Yes, I could live with the visa route if it could be done on line, but looking at EU nation websites, French in particular, you can only get a visa by assembling a massive dossier of personal information and financial testimonials and every time having to go in person to the French embassy in London. That’s a journey I could only make in the motorhome at the best of times, and for obvious reasons a non-starter. Even more so for a long trip involving numerous countries.


----------



## Carrerasax (Jun 16, 2020)

Done, 4 what it’s worth , but I tried!!!!


----------



## antiquesam (Jun 16, 2020)

runnach said:


> Geezo, you berate someone and criticise the OP for being interactive with his plea to government. Hardly his fault, or mine UK economy is buckling due to CV19.
> 
> "Baby boomers" you surely certainly cant criticise an individual because of his/her DOB? At least the BB's have paid their dues, unlike 3rd or 4th generation on benefits, cause they can't be arsed and prefer to leach of those with a work ethic.
> 
> ...


Forgive me, but I'm missing your point. I am a baby boomer. I have had a good life but it is s bit rich to ask the country to give something up so that you can indulge a whim at the expense of the UK economy.


----------



## Minisorella (Jun 17, 2020)

The visa system is likely to be very straightforward and easily done online, as it already is for visiting many other countries. It's in the EU's interest as much as ours... perhaps more so now than ever when they'll need as much tourism as possible to help pay the pandemic bills. I'm not too pessimistic about any of it after what's been happening in the world. Bigger fish to fry and all that...

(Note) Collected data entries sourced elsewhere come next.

#[cfg(test)]
mod tests {
    use super::*;
    use crate::config::{CalendarProvider, SyncDirection};
    use crate::providers::ProviderAdapter;
    use async_trait::async_trait;
    use chrono::{Duration as ChronoDuration, TimeZone};
    use std::sync::atomic::{AtomicUsize, Ordering};

    /// In-memory provider double that applies CRUD to a remote event map.
    struct MockAdapter {
        remote: StdMutex<HashMap<String, SyncEvent>>,
        next_id: AtomicUsize,
        in_flight: AtomicUsize,
        max_in_flight: AtomicUsize,
        fetch_delay: Duration,
    }

    impl MockAdapter {
        fn new() -> Self {
            MockAdapter {
                remote: StdMutex::new(HashMap::new()),
                next_id: AtomicUsize::new(1),
                in_flight: AtomicUsize::new(0),
                max_in_flight: AtomicUsize::new(0),
                fetch_delay: Duration::from_millis(0),
            }
        }

        fn with_fetch_delay(mut self, delay: Duration) -> Self {
            self.fetch_delay = delay;
            self
        }

        fn seed(&self, event: SyncEvent) {
            let ext = event.external_id.clone().expect("seeded event needs ext id");
            self.remote.lock().unwrap().insert(ext, event);
        }

        fn remote_event(&self, ext: &str) -> Option<SyncEvent> {
            self.remote.lock().unwrap().get(ext).cloned()
        }

        fn max_concurrent_fetches(&self) -> usize {
            self.max_in_flight.load(Ordering::SeqCst)
        }
    }

    #[async_trait]
    impl ProviderAdapter for MockAdapter {
        fn provider(&self) -> CalendarProvider {
            CalendarProvider::Google
        }

        fn supports_delta(&self) -> bool {
            true
        }

        async fn validate_access(&self, _calendar_id: &str) -> EngineResult<()> {
            Ok(())
        }

        async fn fetch_events(
            &self,
            _calendar_id: &str,
            since: Option<DateTime<Utc>>,
        ) -> EngineResult<Vec<SyncEvent>> {
            let current = self.in_flight.fetch_add(1, Ordering::SeqCst) + 1;
            self.max_in_flight.fetch_max(current, Ordering::SeqCst);
            if !self.fetch_delay.is_zero() {
                tokio::time::sleep(self.fetch_delay).await;
            }
            self.in_flight.fetch_sub(1, Ordering::SeqCst);

            let remote = self.remote.lock().unwrap();
            Ok(remote
                .values()
                .filter(|e| since.is_none_or(|t| e.modified_at > t))
                .cloned()
                .collect())
        }

        async fn create_event(
            &self,
            _calendar_id: &str,
            event: &SyncEvent,
        ) -> EngineResult<SyncEvent> {
            let ext = format!("ext-{}", self.next_id.fetch_add(1, Ordering::SeqCst));
            let mut created = event.clone();
            created.external_id = Some(ext.clone());
            self.remote.lock().unwrap().insert(ext, created.clone());
            Ok(created)
        }

        async fn update_event(
            &self,
            _calendar_id: &str,
            event: &SyncEvent,
        ) -> EngineResult<SyncEvent> {
            let ext = event
                .external_id
                .clone()
                .ok_or_else(|| SyncError::Validation("missing external_id".into()))?;
            self.remote.lock().unwrap().insert(ext, event.clone());
            Ok(event.clone())
        }

        async fn delete_event(&self, _calendar_id: &str, external_id: &str) -> EngineResult<()> {
            self.remote.lock().unwrap().remove(external_id);
            Ok(())
        }
    }

    struct MockFactory(Arc<MockAdapter>);

    impl AdapterFactory for MockFactory {
        fn adapter(&self, _config: &SyncConfiguration) -> EngineResult<Arc<dyn ProviderAdapter>> {
            Ok(self.0.clone())
        }
    }

    fn harness(adapter: Arc<MockAdapter>) -> (Arc<EventStore>, Arc<SyncEngine>, SyncConfiguration) {
        let store = Arc::new(EventStore::new());
        let monitor = Arc::new(SyncMonitor::new(64));
        let engine = Arc::new(SyncEngine::new(
            store.clone(),
            monitor,
            Arc::new(MockFactory(adapter)),
        ));
        let config = SyncConfiguration::new(Uuid::new_v4(), CalendarProvider::Google, "primary");
        store.insert_config(config.clone());
        (store, engine, config)
    }

    fn local_event(title: &str) -> SyncEvent {
        let start = Utc.with_ymd_and_hms(2025, 1, 10, 10, 0, 0).unwrap();
        SyncEvent::new(title, start, start + ChronoDuration::minutes(30))
    }

    #[tokio::test]
    async fn scenario_a_create_then_idempotent() {
        let adapter = Arc::new(MockAdapter::new());
        let (store, engine, config) = harness(adapter.clone());

        store.upsert_local_event(config.id, local_event("Haircut - Sam"));

        let first = engine.trigger(config.id).await.unwrap().unwrap();
        assert_eq!(first.events_created, 1);
        assert!(first.succeeded());

        // The local event is now linked to the created remote event.
        let local = &store.local_events(config.id)[0];
        assert!(local.is_linked());
        assert!(adapter.remote_event(local.external_id.as_deref().unwrap()).is_some());

        // Second cycle with no intervening change: no writes at all.
        let second = engine.trigger(config.id).await.unwrap().unwrap();
        assert!(!second.has_changes(), "second cycle should be a no-op: {second:?}");
        assert_eq!(second.conflicts_detected, 0);
    }

    #[tokio::test]
    async fn scenario_b_remote_edit_is_pulled_without_conflict() {
        let adapter = Arc::new(MockAdapter::new());
        let (store, engine, config) = harness(adapter.clone());

        store.upsert_local_event(config.id, local_event("Haircut - Sam"));
        engine.trigger(config.id).await.unwrap().unwrap();

        // Remote retitles the event after the sync.
        let ext = store.local_events(config.id)[0]
            .external_id
            .clone()
            .unwrap();
        let mut remote = adapter.remote_event(&ext).unwrap();
        remote.title = "Haircut - Sam (moved up)".into();
        remote.modified_at = Utc::now();
        adapter.seed(remote);

        let result = engine.trigger(config.id).await.unwrap().unwrap();
        assert_eq!(result.conflicts_detected, 0);
        assert_eq!(result.events_updated, 1);
        assert_eq!(
            store.local_events(config.id)[0].title,
            "Haircut - Sam (moved up)"
        );
    }

    #[tokio::test]
    async fn scenario_c_newest_wins_resolves_to_local() {
        let adapter = Arc::new(MockAdapter::new());
        let (store, engine, config) = harness(adapter.clone());

        store.upsert_local_event(config.id, local_event("Haircut - Sam"));
        engine.trigger(config.id).await.unwrap().unwrap();
        let ext = store.local_events(config.id)[0]
            .external_id
            .clone()
            .unwrap();

        // Remote edit first, local edit later.
        let mut remote = adapter.remote_event(&ext).unwrap();
        remote.title = "Remote title".into();
        remote.modified_at = Utc::now();
        adapter.seed(remote);

        let mut local = store.local_events(config.id)[0].clone();
        local.title = "Local title".into();
        local.modified_at = Utc::now() + ChronoDuration::seconds(5);
        store.upsert_local_event(config.id, local);

        let result = engine.trigger(config.id).await.unwrap().unwrap();
        assert_eq!(result.conflicts_detected, 1);
        assert_eq!(result.conflicts_resolved, 1);
        assert_eq!(store.local_events(config.id)[0].title, "Local title");
        assert_eq!(adapter.remote_event(&ext).unwrap().title, "Local title");
    }

    #[tokio::test]
    async fn scenario_d_prompt_holds_conflict_and_skips_writes() {
        let adapter = Arc::new(MockAdapter::new());
        let (store, engine, config) = harness(adapter.clone());

        let mut cfg = store.get_config(config.id).unwrap();
        cfg.conflict_resolution = ConflictStrategy::Prompt;
        store.save_config(cfg).unwrap();

        store.upsert_local_event(config.id, local_event("Haircut - Sam"));
        engine.trigger(config.id).await.unwrap().unwrap();
        let ext = store.local_events(config.id)[0]
            .external_id
            .clone()
            .unwrap();

        let mut remote = adapter.remote_event(&ext).unwrap();
        remote.title = "Remote title".into();
        remote.modified_at = Utc::now();
        adapter.seed(remote);

        let mut local = store.local_events(config.id)[0].clone();
        local.title = "Local title".into();
        local.modified_at = Utc::now() + ChronoDuration::seconds(5);
        store.upsert_local_event(config.id, local);

        let result = engine.trigger(config.id).await.unwrap().unwrap();
        assert_eq!(result.conflicts_detected, 1);
        assert_eq!(result.conflicts_resolved, 0);
        // Neither side was touched.
        assert_eq!(store.local_events(config.id)[0].title, "Local title");
        assert_eq!(adapter.remote_event(&ext).unwrap().title, "Remote title");

        let open = store.open_conflicts(Some(config.id));
        assert_eq!(open.len(), 1);
        assert!(open[0].resolution_required);

        // The pair stays excluded from sync until the conflict is resolved.
        let third = engine.trigger(config.id).await.unwrap().unwrap();
        assert_eq!(third.conflicts_detected, 0);
        assert_eq!(adapter.remote_event(&ext).unwrap().title, "Remote title");
        assert_eq!(store.open_conflicts(Some(config.id)).len(), 1);
    }

    #[tokio::test]
    async fn import_only_never_writes_remotely() {
        let adapter = Arc::new(MockAdapter::new());
        let (store, engine, config) = harness(adapter.clone());

        let mut cfg = store.get_config(config.id).unwrap();
        cfg.sync_direction = SyncDirection::ImportOnly;
        store.save_config(cfg).unwrap();

        // One unlinked local (would be pushed under export), one new remote.
        store.upsert_local_event(config.id, local_event("Local only"));
        let start = Utc.with_ymd_and_hms(2025, 1, 12, 9, 0, 0).unwrap();
        let mut remote = SyncEvent::new("Remote walk-in", start, start + ChronoDuration::minutes(30));
        remote.external_id = Some("ext-seeded".into());
        adapter.seed(remote);

        let result = engine.trigger(config.id).await.unwrap().unwrap();
        assert_eq!(result.events_created, 1); // the import
        assert_eq!(adapter.remote.lock().unwrap().len(), 1); // no push happened
        assert_eq!(store.local_events(config.id).len(), 2);
    }

    #[tokio::test]
    async fn single_flight_coalesces_concurrent_triggers() {
        let adapter =
            Arc::new(MockAdapter::new().with_fetch_delay(Duration::from_millis(100)));
        let (_store, engine, config) = harness(adapter.clone());

        let (a, b) = tokio::join!(engine.trigger(config.id), engine.trigger(config.id));
        let results = [a.unwrap(), b.unwrap()];

        // Exactly one caller ran the cycle; the other was coalesced.
        assert_eq!(results.iter().filter(|r| r.is_some()).count(), 1);
        assert_eq!(adapter.max_concurrent_fetches(), 1);
    }

    #[tokio::test]
    async fn cycle_timeout_fails_and_backs_off() {
        let adapter = Arc::new(MockAdapter::new().with_fetch_delay(Duration::from_millis(200)));
        let store = Arc::new(EventStore::new());
        let monitor = Arc::new(SyncMonitor::new(64));
        let engine = SyncEngine::new(store.clone(), monitor, Arc::new(MockFactory(adapter)))
            .with_cycle_timeout(Duration::from_millis(20));
        let config = SyncConfiguration::new(Uuid::new_v4(), CalendarProvider::Google, "primary");
        store.insert_config(config.clone());

        let result = engine.trigger(config.id).await.unwrap().unwrap();
        assert!(!result.succeeded());
        assert!(result.errors[0].contains("timed out"));

        let saved = store.get_config(config.id).unwrap();
        assert_eq!(saved.consecutive_failures, 1);
        assert!(saved.next_sync.unwrap() > Utc::now());
    }

    #[tokio::test]
    async fn auth_failure_degrades_configuration() {
        struct RejectingFactory;
        impl AdapterFactory for RejectingFactory {
            fn adapter(
                &self,
                _config: &SyncConfiguration,
            ) -> EngineResult<Arc<dyn ProviderAdapter>> {
                Err(SyncError::Auth("no credentials stored".into()))
            }
        }

        let store = Arc::new(EventStore::new());
        let monitor = Arc::new(SyncMonitor::new(64));
        let engine = SyncEngine::new(store.clone(), monitor, Arc::new(RejectingFactory));
        let config = SyncConfiguration::new(Uuid::new_v4(), CalendarProvider::Google, "primary");
        store.insert_config(config.clone());

        let result = engine.trigger(config.id).await.unwrap().unwrap();
        assert!(!result.succeeded());

        let saved = store.get_config(config.id).unwrap();
        assert!(!saved.enabled, "auth failure should pause the configuration");
        assert!(saved.last_error().unwrap().contains("credentials"));
    }

    #[tokio::test]
    async fn local_deletion_propagates_to_remote() {
        let adapter = Arc::new(MockAdapter::new());
        let (store, engine, config) = harness(adapter.clone());

        store.upsert_local_event(config.id, local_event("Haircut - Sam"));
        engine.trigger(config.id).await.unwrap().unwrap();
        let local = store.local_events(config.id)[0].clone();
        let ext = local.external_id.clone().unwrap();

        store.remove_local_event(config.id, &local.id);
        let result = engine.trigger(config.id).await.unwrap().unwrap();
        assert_eq!(result.events_deleted, 1);
        assert!(adapter.remote_event(&ext).is_none());
    }
}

I'm just praying that we don't give in to an extension of the trade talks or we'll be due to pay another umpteen billion in annual membership fees plus we'd remain under laws and will then be liable to pay a share of the whole EU pandemic bill. Only Germany can afford to contribute now and even they're on the brink of recession, so on their usual 'means tested' basis, we'd likely end up legally responsible for at least half of the entire pandemic debt. Doesn't bear thinking about! I strongly suspect that if we hadn't left the EU, the government wouldn't have been able to plough so much money into the furlough and other pandemic relief/grant schemes... they certainly haven't stinted on financial help in my view. I've a feeling all this has strengthened their resolve not to extend the deadline.


----------



## jagmanx (Jun 17, 2020)

For Canada you can easily get a 6 month visa..Very cheap and done online.
The visa is valid until you have to get a new passport.
Thus 6 months allowed every year..Someting like that MAY happen..Ever the optimist !


----------



## antiquesam (Jun 17, 2020)

runnach said:


> Of course not, as I am not old enough.


I'm sorry but I'm even more lost. What has your age got to do with being prepared to negotiate the right to stay in Europe for more than six months a year? In any negotiation you have to offer someting in return. What is this concession worth? Unfettered access to all EU citizens to work rest and play? Give up Northern Ireland perhaps. All this so that a few thousand Brits can spend time touring around Europe spending £100+ (If you believe the countless posts on this forum) a day, bolstering another country's economy.
The jobs market in the UK is going to be very tight. BA have already started to renegotiate their employee terms of employment, a self employed plasterer I know has been told the daily rate is being halved and he can take it or leave it.
If even some of that £100+ was spent in the UK it would go some way to keeping a few UK citizens in work.


----------



## antiquesam (Jun 17, 2020)

runnach said:


> In a nut shell, surely it is up to the individual where he/she wish to holiday while at the same time, spend their hard earned cash......no?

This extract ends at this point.